Safe rollout sequence
- Confirm your site and all subdomains work on HTTPS without errors.
- Set a short
max-age(300–3600) and deploy. Check the header is present in DevTools. - Test edge cases: any HTTP-only subdomains, any internal tools, any redirects you control.
- Extend to a long
max-age(63072000 = two years is a sensible target). - Add
includeSubDomainsonce all subdomains are HTTPS-ready. - Add
preloadand register only when you're committed for the long term.
Common HSTS mistakes
- Setting a long max-age before you've tested. If your site later needs to serve HTTP (rollback, internal tool), browsers that cached the rule can't reach it at all for the duration of max-age.
- Adding includeSubDomains prematurely. One HTTP-only subdomain becomes unreachable for every browser that has the rule cached — there's no override, it has to time out.

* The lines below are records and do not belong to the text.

use crate::engine::EngineParams;
use anyhow::{Context, Result};
use chrono_tz::Tz;
use heat_protocol::tariff::{RateTable, Tariff, DEFAULT_TIMEZONE};
use serde::{Deserialize, Serialize};
use std::fs;
use std::net::SocketAddr;
use std::path::{Path, PathBuf};
use std::time::Duration;

pub const ENV_CONFIG_PATH: &str = "HEAT_SERVER_CONFIG";

fn default_listen() -> SocketAddr {
    SocketAddr::from(([0, 0, 0, 0], 8000))
}

fn default_state_path() -> PathBuf {
    PathBuf::from("state.json")
}

fn default_timezone() -> Tz {
    DEFAULT_TIMEZONE
}

fn default_capacity_kwh() -> f64 {
    3.6
}

fn default_retention_hours() -> u64 {
    48
}

fn default_poll_interval_secs() -> f64 {
    1.0
}

/// Upper bound for the poll interval, in seconds.
const MAX_POLL_INTERVAL_SECS: f64 = 86_400.0;

/// Longest history window kept in memory, one year.
pub const MAX_RETENTION_HOURS: u64 = 24 * 366;

#[derive(Debug, Clone, Serialize, Deserialize)]
pub struct HttpConfig {
    #[serde(default = "default_listen")]
    pub listen: SocketAddr,
    #[serde(default = "default_state_path")]
    pub state_path: PathBuf,
}

impl Default for HttpConfig {
    fn default() -> Self {
        HttpConfig {
            listen: default_listen(),
            state_path: default_state_path(),
        }
    }
}

#[derive(Debug, Clone, Serialize, Deserialize)]
pub struct TariffConfig {
    #[serde(default = "default_timezone")]
    pub timezone: Tz,
    #[serde(default)]
    pub rates: RateTable,
}

impl Default for TariffConfig {
    fn default() -> Self {
        TariffConfig {
            timezone: default_timezone(),
            rates: RateTable::default(),
        }
    }
}

#[derive(Debug, Clone, Serialize, Deserialize)]
pub struct BatteryConfig {
    #[serde(default = "default_capacity_kwh")]
    pub capacity_kwh: f64,
}

impl Default for BatteryConfig {
    fn default() -> Self {
        BatteryConfig {
            capacity_kwh: default_capacity_kwh(),
        }
    }
}

#[derive(Debug, Clone, Serialize, Deserialize)]
pub struct HistoryConfig {
    #[serde(default = "default_retention_hours")]
    pub retention_hours: u64,
    /// Driver poll period; each reading stands for this much time.
    #[serde(default = "default_poll_interval_secs")]
    pub poll_interval_secs: f64,
}

impl Default for HistoryConfig {
    fn default() -> Self {
        HistoryConfig {
            retention_hours: default_retention_hours(),
            poll_interval_secs: default_poll_interval_secs(),
        }
    }
}

impl HistoryConfig {
    pub fn poll_interval(&self) -> Duration {
        Duration::from_secs_f64(self.poll_interval_secs.max(0.0))
    }

    pub fn retention(&self) -> chrono::Duration {
        chrono::Duration::hours(self.retention_hours.min(MAX_RETENTION_HOURS) as i64)
    }
}

#[derive(Debug, Clone, Default, Serialize, Deserialize)]
pub struct ServerConfig {
    #[serde(default)]
    pub server: HttpConfig,
    #[serde(default)]
    pub tariff: TariffConfig,
    #[serde(default)]
    pub engine: EngineParams,
    #[serde(default)]
    pub battery: BatteryConfig,
    #[serde(default)]
    pub history: HistoryConfig,
}

impl ServerConfig {
    /// Reads `path`, or `$HEAT_SERVER_CONFIG`, or falls back to defaults.
    pub fn load(path: Option<&Path>) -> Result<ServerConfig> {
        let path = path
            .map(Path::to_path_buf)
            .or_else(|| std::env::var_os(ENV_CONFIG_PATH).map(PathBuf::from));
        let config = match path {
            Some(path) => {
                let text = fs::read_to_string(&path)
                    .with_context(|| format!("Failed to read config {}", path.display()))?;
                ServerConfig::parse(&text)
                    .with_context(|| format!("Invalid config {}", path.display()))?
            }
            None => ServerConfig::default(),
        };
        config.validate()?;
        Ok(config)
    }

    pub fn parse(text: &str) -> Result<ServerConfig> {
        Ok(toml::from_str(text)?)
    }

    pub fn validate(&self) -> Result<()> {
        self.engine.validate()?;
        anyhow::ensure!(
            self.battery.capacity_kwh.is_finite() && self.battery.capacity_kwh > 0.0,
            "battery capacity must be positive, got {} kWh",
            self.battery.capacity_kwh
        );
        anyhow::ensure!(
            self.history.poll_interval_secs > 0.0
                && self.history.poll_interval_secs <= MAX_POLL_INTERVAL_SECS,
            "history poll interval must be within 0..={} seconds, got {}",
            MAX_POLL_INTERVAL_SECS,
            self.history.poll_interval_secs
        );
        anyhow::ensure!(
            (1..=MAX_RETENTION_HOURS).contains(&self.history.retention_hours),
            "history retention must be 1..={} hours, got {}",
            MAX_RETENTION_HOURS,
            self.history.retention_hours
        );
        Ok(())
    }

    pub fn tariff(&self) -> Tariff {
        Tariff::new(self.tariff.rates, self.tariff.timezone)
    }
}

#[cfg(test)]
mod tests {
    use super::*;

    #[test]
    fn empty_file_uses_defaults() {
        let config = ServerConfig::parse("").unwrap();
        assert_eq!(config.server.listen, default_listen());
        assert_eq!(config.tariff.timezone, chrono_tz::America::New_York);
        assert_eq!(config.tariff.rates, RateTable::default());
        assert_eq!(config.engine, EngineParams::default());
        assert_eq!(config.battery.capacity_kwh, 3.6);
        config.validate().unwrap();
    }

    #[test]
    fn sections_override_defaults() {
        let config = ServerConfig::parse(
            r#"
            [server]
            listen = "127.0.0.1:9000"
            state_path = "/var/lib/apt-heat/state.json"

            [tariff]
            timezone = "America/Chicago"
            [tariff.rates]
            winter_peak = 0.2

            [engine]
            hysteresis_f = 3
            charge_boost_watts = 1200

            [battery]
            capacity_kwh = 7.2
            "#,
        )
        .unwrap();
        assert_eq!(config.server.listen.port(), 9000);
        assert_eq!(config.tariff.timezone, chrono_tz::America::Chicago);
        assert_eq!(config.tariff.rates.winter_peak, 0.2);
        assert_eq!(config.tariff.rates.offpeak, 0.0249);
        assert_eq!(config.engine.hysteresis_f, 3);
        assert_eq!(config.engine.charge_boost_watts, 1200);
        assert_eq!(config.engine.coast_offset_f, 3);
        assert_eq!(config.battery.capacity_kwh, 7.2);
    }

    #[test]
    fn zero_hysteresis_is_rejected() {
        let config = ServerConfig::parse("[engine]\nhysteresis_f = 0\n").unwrap();
        assert!(config.validate().is_err());
    }

    #[test]
    fn infinite_poll_interval_is_rejected() {
        let config = ServerConfig::parse("[history]\npoll_interval_secs = inf\n").unwrap();
        assert!(config.validate().is_err());
        let config = ServerConfig::parse("[history]\npoll_interval_secs = nan\n").unwrap();
        assert!(config.validate().is_err());
        let config = ServerConfig::parse("[battery]\ncapacity_kwh = inf\n").unwrap();
        assert!(config.validate().is_err());
    }

    #[test]
    fn retention_is_bounded() {
        let config = ServerConfig::parse("[history]\nretention_hours = 3000000000000000\n").unwrap();
        assert!(config.validate().is_err());
        assert_eq!(
            config.history.retention(),
            chrono::Duration::hours(MAX_RETENTION_HOURS as i64)
        );
        let config = ServerConfig::parse("[history]\nretention_hours = 0\n").unwrap();
        assert!(config.validate().is_err());
    }

    #[test]
    fn load_reads_file() {
        let dir = tempfile::tempdir().unwrap();
        let path = dir.path().join("server.toml");
        fs::write(&path, "[history]\nretention_hours = 6\n").unwrap();
        let config = ServerConfig::load(Some(&path)).unwrap();
        assert_eq!(config.history.retention_hours, 6);
        assert!(ServerConfig::load(Some(&dir.path().join("missing.toml"))).is_err());
    }
}
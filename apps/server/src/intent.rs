use heat_protocol::sync::AutomationMode;
use serde::{Deserialize, Serialize};
use thiserror::Error;

pub const MIN_TARGET_TEMP_F: i64 = 41;
pub const MAX_TARGET_TEMP_F: i64 = 95;

#[derive(Debug, Error, PartialEq, Eq)]
pub enum IntentError {
    #[error("battery charge power must be >= 0 W, got {0}")]
    NegativeChargePower(i64),
}

/// What the user asked for. Overlays in the engine start from this.
#[derive(Debug, Clone, PartialEq, Eq, Serialize, Deserialize)]
#[serde(default)]
pub struct UserIntent {
    pub target_temp_f: i64,
    pub heater_power: bool,
    pub oscillation: bool,
    pub display: bool,
    pub plug_on: bool,
    pub battery_charge_watts: i64,
}

impl Default for UserIntent {
    fn default() -> Self {
        UserIntent {
            target_temp_f: 70,
            heater_power: true,
            oscillation: false,
            display: true,
            plug_on: true,
            battery_charge_watts: 300,
        }
    }
}

impl UserIntent {
    /// Stores the temperature clamped into the supported range and returns it.
    pub fn set_target_temp(&mut self, temp_f: i64) -> i64 {
        self.target_temp_f = temp_f.clamp(MIN_TARGET_TEMP_F, MAX_TARGET_TEMP_F);
        self.target_temp_f
    }

    pub fn set_battery_charge_watts(&mut self, watts: i64) -> Result<i64, IntentError> {
        if watts < 0 {
            return Err(IntentError::NegativeChargePower(watts));
        }
        self.battery_charge_watts = watts;
        Ok(watts)
    }
}

#[derive(Debug, Clone, Copy, PartialEq, Eq, Serialize, Deserialize)]
#[serde(default)]
pub struct AutomationSettings {
    pub driver_control_enabled: bool,
    pub automation_mode: AutomationMode,
}

impl Default for AutomationSettings {
    fn default() -> Self {
        AutomationSettings {
            driver_control_enabled: true,
            automation_mode: AutomationMode::Tou,
        }
    }
}
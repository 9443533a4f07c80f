pub mod config;
pub mod engine;
pub mod history;
pub mod intent;
pub mod savings;
pub mod sleep;
pub mod store;
pub mod web;

use anyhow::{Context, Result};
use clap::Parser;
use std::net::SocketAddr;
use std::path::PathBuf;
use tracing::info;

use crate::config::ServerConfig;
use crate::engine::EngineState;
use crate::store::Store;
use crate::web::{create_web_server, WebState};

#[derive(Debug, Parser)]
#[command(name = "heat-server", about = "Space heater and battery coordination server")]
struct Cli {
    /// TOML config file. Falls back to $HEAT_SERVER_CONFIG, then built-in defaults.
    #[arg(short, long)]
    config: Option<PathBuf>,

    /// Overrides `server.listen`.
    #[arg(long)]
    listen: Option<SocketAddr>,

    /// Overrides `server.state_path`.
    #[arg(long)]
    state: Option<PathBuf>,
}

#[tokio::main]
async fn main() -> Result<()> {
    heat_protocol::logging::init();
    let cli = Cli::parse();

    let mut config = ServerConfig::load(cli.config.as_deref()).context("Failed to load config")?;
    if let Some(listen) = cli.listen {
        config.server.listen = listen;
    }
    if let Some(state) = cli.state {
        config.server.state_path = state;
    }

    let store = Store::new(&config.server.state_path);
    let engine: EngineState = store.load()?.into();
    info!(
        state = %store.path().display(),
        timezone = %config.tariff.timezone,
        target_temp_f = engine.intent.target_temp_f,
        automation_mode = %engine.settings.automation_mode,
        "loaded state"
    );

    create_web_server(WebState::new(config, store, engine)).await
}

- Setting max-age=0. This tells browsers to delete the HSTS record. Useful during rollback, but don't leave it — it removes all protection.
- Delivering HSTS on HTTP responses. Browsers ignore it on HTTP — it must be on HTTPS.
How to check if your site has HSTS
In Chrome DevTools: Network tab → click your main page request → Response Headers. Look for
Strict-Transport-Security. If it's absent, your site has no HSTS and the first HTTP request is
still unprotected. Also note whether includeSubDomains is present and whether the
max-age is long enough to be meaningful.
The quickest check: run a free Kalenfy scan — HSTS is one of the headers we audit alongside CSP, X-Content-Type-Options and your full email-authentication setup, with a plain-English grade.
FAQ
Does HSTS replace the HTTP→HTTPS redirect?
No, they work together. Keep the redirect for first-time visitors and search engines. HSTS removes the HTTP hop for any browser that has already visited and cached the header.
Can I test HSTS without affecting real users?
Yes — start with a very short max-age (300 seconds). Only that browser caches the rule,
and it expires in five minutes. Once you're happy, raise to a production value.
What if I accidentally set a very long max-age and need to revert to HTTP?
Set max-age=0 on HTTPS and wait for it to propagate. Browsers will clear the cached rule
when they next hit the header. But they must first reach your HTTPS site — if HTTPS itself is broken,
there's no recovery path other than waiting for the max-age to expire.